** Problem description **
When the string "values" appears in a line of the records, show the whole line.

** Dataset records **

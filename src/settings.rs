use serde::{Deserialize, Serialize};
use std::fs;

#[derive(Debug, Clone, Serialize, Deserialize, Default)]
pub struct AuthflowSettings {
    pub application: ApplicationSettings,
    pub logging: LoggingSettings,
    pub retry: RetrySettings,
    pub breaker: BreakerSettings,
    pub providers: Vec<ProviderSettings>,
}

#[derive(Debug, Clone, Serialize, Deserialize)]
pub struct ApplicationSettings {
    /// Base URL the provider redirects back to; per-provider `redirect_uri`
    /// values default to `{redirect_base_url}/auth/callback`
    pub redirect_base_url: String,
    /// Wall-clock bound on one popup or widget login attempt
    pub login_timeout_secs: u64,
}

#[derive(Debug, Clone, Serialize, Deserialize)]
pub struct LoggingSettings {
    pub level: String,
}

#[derive(Debug, Clone, Serialize, Deserialize)]
pub struct RetrySettings {
    pub max_retries: u32,
    pub base_delay_ms: u64,
    pub max_delay_ms: u64,
    pub backoff_multiplier: f64,
}

#[derive(Debug, Clone, Serialize, Deserialize)]
pub struct BreakerSettings {
    pub failure_threshold: u32,
    pub recovery_timeout_secs: u64,
    pub success_threshold: u32,
}

#[derive(Debug, Clone, Serialize, Deserialize)]
pub struct ProviderSettings {
    pub name: String,
    pub scopes: Vec<String>,

    // Direct values (can be overridden by environment variables)
    pub client_id: Option<String>,
    pub client_secret: Option<String>,
    /// Telegram bot token, also the HMAC key for widget payload verification
    pub bot_token: Option<String>,

    // Environment variable names for overrides
    pub client_id_env: Option<String>,
    pub client_secret_env: Option<String>,
    pub bot_token_env: Option<String>,

    /// Override the shared `{redirect_base_url}/auth/callback` redirect URI
    pub redirect_uri: Option<String>,
    /// LINE bot-prompt default for calls that do not set one
    pub bot_prompt: Option<String>,
    pub enabled: bool,
}

impl Default for ApplicationSettings {
    fn default() -> Self {
        Self {
            redirect_base_url: "http://localhost:8080".to_string(),
            login_timeout_secs: 120,
        }
    }
}

impl Default for LoggingSettings {
    fn default() -> Self {
        Self {
            level: "info".to_string(),
        }
    }
}

impl Default for RetrySettings {
    fn default() -> Self {
        Self {
            max_retries: 3,
            base_delay_ms: 1000,
            max_delay_ms: 30_000,
            backoff_multiplier: 2.0,
        }
    }
}

impl Default for BreakerSettings {
    fn default() -> Self {
        Self {
            failure_threshold: 5,
            recovery_timeout_secs: 30,
            success_threshold: 2,
        }
    }
}

impl Default for ProviderSettings {
    fn default() -> Self {
        Self {
            name: String::new(),
            scopes: Vec::new(),
            client_id: None,
            client_secret: None,
            bot_token: None,
            client_id_env: None,
            client_secret_env: None,
            bot_token_env: None,
            redirect_uri: None,
            bot_prompt: None,
            enabled: true,
        }
    }
}

impl ProviderSettings {
    /// Resolve the client ID, preferring the configured environment variable
    #[must_use]
    pub fn get_client_id(&self) -> Option<String> {
        Self::resolve(self.client_id_env.as_deref(), self.client_id.as_deref())
    }

    /// Resolve the client secret, preferring the configured environment variable
    #[must_use]
    pub fn get_client_secret(&self) -> Option<String> {
        Self::resolve(self.client_secret_env.as_deref(), self.client_secret.as_deref())
    }

    /// Resolve the bot token, preferring the configured environment variable
    #[must_use]
    pub fn get_bot_token(&self) -> Option<String> {
        Self::resolve(self.bot_token_env.as_deref(), self.bot_token.as_deref())
    }

    fn resolve(env_name: Option<&str>, direct: Option<&str>) -> Option<String> {
        if let Some(name) = env_name {
            if let Ok(value) = std::env::var(name) {
                if !value.is_empty() {
                    return Some(value);
                }
            }
        }
        direct.map(String::from).filter(|v| !v.is_empty())
    }
}

impl AuthflowSettings {
    /// Load settings from configuration files and environment variables
    ///
    /// # Errors
    ///
    /// Returns an error if:
    /// - Logger initialization fails
    /// - Settings file cannot be read or parsed
    pub fn load() -> Result<Self, Box<dyn std::error::Error>> {
        let mut settings = Self::load_base_settings()?;
        Self::apply_env_overrides(&mut settings);
        settings.initialize_logging()?;
        Ok(settings)
    }

    /// Load base settings from TOML file(s) or use defaults
    ///
    /// Priority (highest to lowest):
    /// 1. Environment variables (applied separately after loading)
    /// 2. Settings.toml in `AUTHFLOW_SECRETS_DIR` (if set and present)
    /// 3. Settings.toml in the current directory (if present)
    /// 4. Default settings
    ///
    /// # Errors
    ///
    /// Returns an error if a settings file cannot be read or parsed.
    fn load_base_settings() -> Result<Self, Box<dyn std::error::Error>> {
        let mut settings = Self::default();

        let default_config_path = std::path::PathBuf::from("Settings.toml");
        if default_config_path.exists() {
            let toml_content = fs::read_to_string(&default_config_path)?;
            settings = basic_toml::from_str(&toml_content)?;
            log::debug!("loaded base settings from {}", default_config_path.display());
        }

        if let Ok(secrets_dir) = std::env::var("AUTHFLOW_SECRETS_DIR") {
            let secrets_path = std::path::Path::new(&secrets_dir).join("Settings.toml");
            if secrets_path.exists() {
                let secrets_toml_content = fs::read_to_string(&secrets_path)?;
                settings = basic_toml::from_str(&secrets_toml_content)?;
                log::debug!("overriding settings from {}", secrets_path.display());
            }
        }

        Ok(settings)
    }

    /// Apply environment variable overrides to settings
    pub fn apply_env_overrides(settings: &mut Self) {
        Self::apply_application_env_overrides(&mut settings.application);
        Self::apply_retry_env_overrides(&mut settings.retry);
        Self::apply_breaker_env_overrides(&mut settings.breaker);
        if let Ok(level) = std::env::var("AUTHFLOW_LOG_LEVEL") {
            settings.logging.level = level;
        }
    }

    fn apply_application_env_overrides(app_settings: &mut ApplicationSettings) {
        if let Ok(redirect_base_url) = std::env::var("REDIRECT_BASE_URL") {
            app_settings.redirect_base_url = redirect_base_url;
        }
        Self::apply_numeric_env_override("LOGIN_TIMEOUT_SECS", &mut app_settings.login_timeout_secs);
    }

    fn apply_retry_env_overrides(retry_settings: &mut RetrySettings) {
        if let Ok(value_str) = std::env::var("RETRY_MAX_RETRIES") {
            if let Ok(value) = value_str.parse::<u32>() {
                retry_settings.max_retries = value;
            }
        }
        Self::apply_numeric_env_override("RETRY_BASE_DELAY_MS", &mut retry_settings.base_delay_ms);
        Self::apply_numeric_env_override("RETRY_MAX_DELAY_MS", &mut retry_settings.max_delay_ms);
    }

    fn apply_breaker_env_overrides(breaker_settings: &mut BreakerSettings) {
        if let Ok(value_str) = std::env::var("BREAKER_FAILURE_THRESHOLD") {
            if let Ok(value) = value_str.parse::<u32>() {
                breaker_settings.failure_threshold = value;
            }
        }
        Self::apply_numeric_env_override(
            "BREAKER_RECOVERY_TIMEOUT_SECS",
            &mut breaker_settings.recovery_timeout_secs,
        );
    }

    /// Helper function to apply numeric environment variable overrides
    fn apply_numeric_env_override(env_var: &str, target: &mut u64) {
        if let Ok(value_str) = std::env::var(env_var) {
            if let Ok(value) = value_str.parse::<u64>() {
                *target = value;
            }
        }
    }

    /// Initialize `env_logger`, honoring `RUST_LOG` over the configured level
    ///
    /// # Errors
    ///
    /// Returns an error if a global logger is already installed.
    fn initialize_logging(&self) -> Result<(), Box<dyn std::error::Error>> {
        if std::env::var("RUST_LOG").is_ok() {
            env_logger::try_init()?;
        } else {
            env_logger::Builder::new().parse_filters(&self.logging.level).try_init()?;
        }
        Ok(())
    }

    /// Settings entry for a provider, by platform name
    #[must_use]
    pub fn find_provider(&self, name: &str) -> Option<&ProviderSettings> {
        self.providers.iter().find(|p| p.name == name)
    }

    /// Shared redirect URI for a provider, honoring the per-provider override
    #[must_use]
    pub fn redirect_uri_for(&self, provider: &ProviderSettings) -> String {
        provider.redirect_uri.clone().unwrap_or_else(|| {
            format!(
                "{}/auth/callback",
                self.application.redirect_base_url.trim_end_matches('/')
            )
        })
    }
}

** Task output **
    /// values default to `{redirect_base_url}/auth/callback`
    // Direct values (can be overridden by environment variables)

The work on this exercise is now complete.